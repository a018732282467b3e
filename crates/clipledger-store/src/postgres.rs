//! PostgreSQL storage implementation.
//!
//! Guarded writes are single `UPDATE ... WHERE <precondition> RETURNING`
//! statements; under READ COMMITTED a concurrent writer re-evaluates the
//! predicate against the committed row, so a lost race matches zero rows.
//! Compound operations run inside one transaction.

use std::collections::HashMap;
use std::fmt::Display;

use async_trait::async_trait;
use chrono::{DateTime, Utc};
use sqlx::postgres::{PgPool, PgPoolOptions};
use sqlx::{FromRow, PgConnection};

use clipledger_core::{
    Account, Job, JobId, JobStatus, PaymentTransaction, RedemptionCode, TransactionId,
    TransactionStatus, UserId,
};

use crate::error::{Result, StoreError};
use crate::{
    ClaimOutcome, CodeFilter, CodeState, DebitOutcome, JobCounts, LedgerStats, Page, SettleOutcome,
    Store,
};

/// Column list for `accounts` queries.
const ACCOUNT_COLUMNS: &str = "user_id, balance, payment_customer_id, created_at, updated_at";

/// Column list for `jobs` queries.
const JOB_COLUMNS: &str = "id, user_id, status, input_key, output_key, quality, cost, \
    dispatch_attempts, last_dispatch_error, dispatch_handle, failure_reason, created_at, updated_at";

/// Column list for `payment_transactions` queries.
const TRANSACTION_COLUMNS: &str = "id, user_id, amount_cents, credits, pack, status, \
    external_ref, created_at, updated_at";

/// Column list for `redemption_codes` queries.
const CODE_COLUMNS: &str = "code, credits, claimed_by, claimed_at, created_at";

/// Shared predicate for code listings. Binds: `$1` redeemed flag, `$2`
/// credits, `$3` search text.
const CODE_FILTER: &str = "($1::boolean IS NULL OR (claimed_by IS NOT NULL) = $1) \
    AND ($2::bigint IS NULL OR credits = $2) \
    AND ($3::text IS NULL OR code LIKE '%' || upper($3) || '%')";

fn corrupt(err: impl Display) -> StoreError {
    StoreError::Serialization(err.to_string())
}

fn sql_limit(n: usize) -> i64 {
    i64::try_from(n).unwrap_or(i64::MAX)
}

fn count(n: i64) -> u64 {
    u64::try_from(n).unwrap_or(0)
}

// =============================================================================
// Row types
// =============================================================================

#[derive(FromRow)]
struct AccountRow {
    user_id: String,
    balance: i64,
    payment_customer_id: Option<String>,
    created_at: DateTime<Utc>,
    updated_at: DateTime<Utc>,
}

impl TryFrom<AccountRow> for Account {
    type Error = StoreError;

    fn try_from(row: AccountRow) -> Result<Self> {
        Ok(Self {
            user_id: UserId::new(row.user_id).map_err(corrupt)?,
            balance: row.balance,
            payment_customer_id: row.payment_customer_id,
            created_at: row.created_at,
            updated_at: row.updated_at,
        })
    }
}

#[derive(FromRow)]
struct JobRow {
    id: String,
    user_id: String,
    status: String,
    input_key: String,
    output_key: String,
    quality: String,
    cost: i64,
    dispatch_attempts: i32,
    last_dispatch_error: Option<String>,
    dispatch_handle: Option<String>,
    failure_reason: Option<String>,
    created_at: DateTime<Utc>,
    updated_at: DateTime<Utc>,
}

impl TryFrom<JobRow> for Job {
    type Error = StoreError;

    fn try_from(row: JobRow) -> Result<Self> {
        Ok(Self {
            id: row.id.parse().map_err(corrupt)?,
            user_id: UserId::new(row.user_id).map_err(corrupt)?,
            status: row.status.parse().map_err(corrupt)?,
            input_key: row.input_key,
            output_key: row.output_key,
            quality: row.quality.parse().map_err(corrupt)?,
            cost: row.cost,
            dispatch_attempts: u32::try_from(row.dispatch_attempts).map_err(corrupt)?,
            last_dispatch_error: row.last_dispatch_error,
            dispatch_handle: row.dispatch_handle,
            failure_reason: row.failure_reason,
            created_at: row.created_at,
            updated_at: row.updated_at,
        })
    }
}

#[derive(FromRow)]
struct TransactionRow {
    id: String,
    user_id: String,
    amount_cents: i64,
    credits: i64,
    pack: String,
    status: String,
    external_ref: Option<String>,
    created_at: DateTime<Utc>,
    updated_at: DateTime<Utc>,
}

impl TryFrom<TransactionRow> for PaymentTransaction {
    type Error = StoreError;

    fn try_from(row: TransactionRow) -> Result<Self> {
        Ok(Self {
            id: row.id.parse().map_err(corrupt)?,
            user_id: UserId::new(row.user_id).map_err(corrupt)?,
            amount_cents: row.amount_cents,
            credits: row.credits,
            pack: row.pack,
            status: row.status.parse().map_err(corrupt)?,
            external_ref: row.external_ref,
            created_at: row.created_at,
            updated_at: row.updated_at,
        })
    }
}

#[derive(FromRow)]
struct CodeRow {
    code: String,
    credits: i64,
    claimed_by: Option<String>,
    claimed_at: Option<DateTime<Utc>>,
    created_at: DateTime<Utc>,
}

impl TryFrom<CodeRow> for RedemptionCode {
    type Error = StoreError;

    fn try_from(row: CodeRow) -> Result<Self> {
        Ok(Self {
            code: row.code,
            credits: row.credits,
            claimed_by: row.claimed_by.map(UserId::new).transpose().map_err(corrupt)?,
            claimed_at: row.claimed_at,
            created_at: row.created_at,
        })
    }
}

#[derive(FromRow)]
struct JobCountRow {
    user_id: String,
    total: i64,
    completed: i64,
}

#[derive(FromRow)]
struct StatsRow {
    total_users: i64,
    total_jobs: i64,
    completed_jobs: i64,
    pending_codes: i64,
    redeemed_codes: i64,
}

fn convert<R, T>(rows: Vec<R>) -> Result<Vec<T>>
where
    T: TryFrom<R, Error = StoreError>,
{
    rows.into_iter().map(T::try_from).collect()
}

// =============================================================================
// Guarded primitives shared by plain and compound operations
// =============================================================================

async fn debit_in(conn: &mut PgConnection, user_id: &UserId, amount: i64) -> Result<DebitOutcome> {
    let updated: Option<i64> = sqlx::query_scalar(
        "UPDATE accounts SET balance = balance - $2, updated_at = now()
         WHERE user_id = $1 AND balance >= $2
         RETURNING balance",
    )
    .bind(user_id.as_str())
    .bind(amount)
    .fetch_optional(&mut *conn)
    .await?;

    if let Some(balance) = updated {
        return Ok(DebitOutcome::Debited { balance });
    }

    let current: Option<i64> = sqlx::query_scalar("SELECT balance FROM accounts WHERE user_id = $1")
        .bind(user_id.as_str())
        .fetch_optional(&mut *conn)
        .await?;
    current
        .map(|balance| DebitOutcome::Insufficient { balance })
        .ok_or(StoreError::NotFound)
}

async fn credit_in(conn: &mut PgConnection, user_id: &UserId, amount: i64) -> Result<i64> {
    let balance: Option<i64> = sqlx::query_scalar(
        "UPDATE accounts SET balance = balance + $2, updated_at = now()
         WHERE user_id = $1
         RETURNING balance",
    )
    .bind(user_id.as_str())
    .bind(amount)
    .fetch_optional(&mut *conn)
    .await?;
    balance.ok_or(StoreError::NotFound)
}

/// PostgreSQL-backed storage implementation.
#[derive(Clone)]
pub struct PgStore {
    pool: PgPool,
}

impl PgStore {
    /// Connect a pool to `database_url`.
    ///
    /// # Errors
    ///
    /// Returns an error if the database cannot be reached.
    pub async fn connect(database_url: &str, max_connections: u32) -> Result<Self> {
        let pool = PgPoolOptions::new()
            .max_connections(max_connections)
            .connect(database_url)
            .await?;
        Ok(Self { pool })
    }

    /// Wrap an existing pool.
    #[must_use]
    pub fn from_pool(pool: PgPool) -> Self {
        Self { pool }
    }

    /// Apply the embedded schema migrations.
    ///
    /// # Errors
    ///
    /// Returns an error if a migration fails.
    pub async fn migrate(&self) -> Result<()> {
        sqlx::migrate!("./migrations").run(&self.pool).await?;
        tracing::info!("database migrations applied");
        Ok(())
    }
}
--------------------
## REQUIRED ACTION:
Read through the entries and copy each line in which "PostgreSQL" appears.

## WRITTEN RESPONSE:
//! PostgreSQL storage implementation.
/// PostgreSQL-backed storage implementation.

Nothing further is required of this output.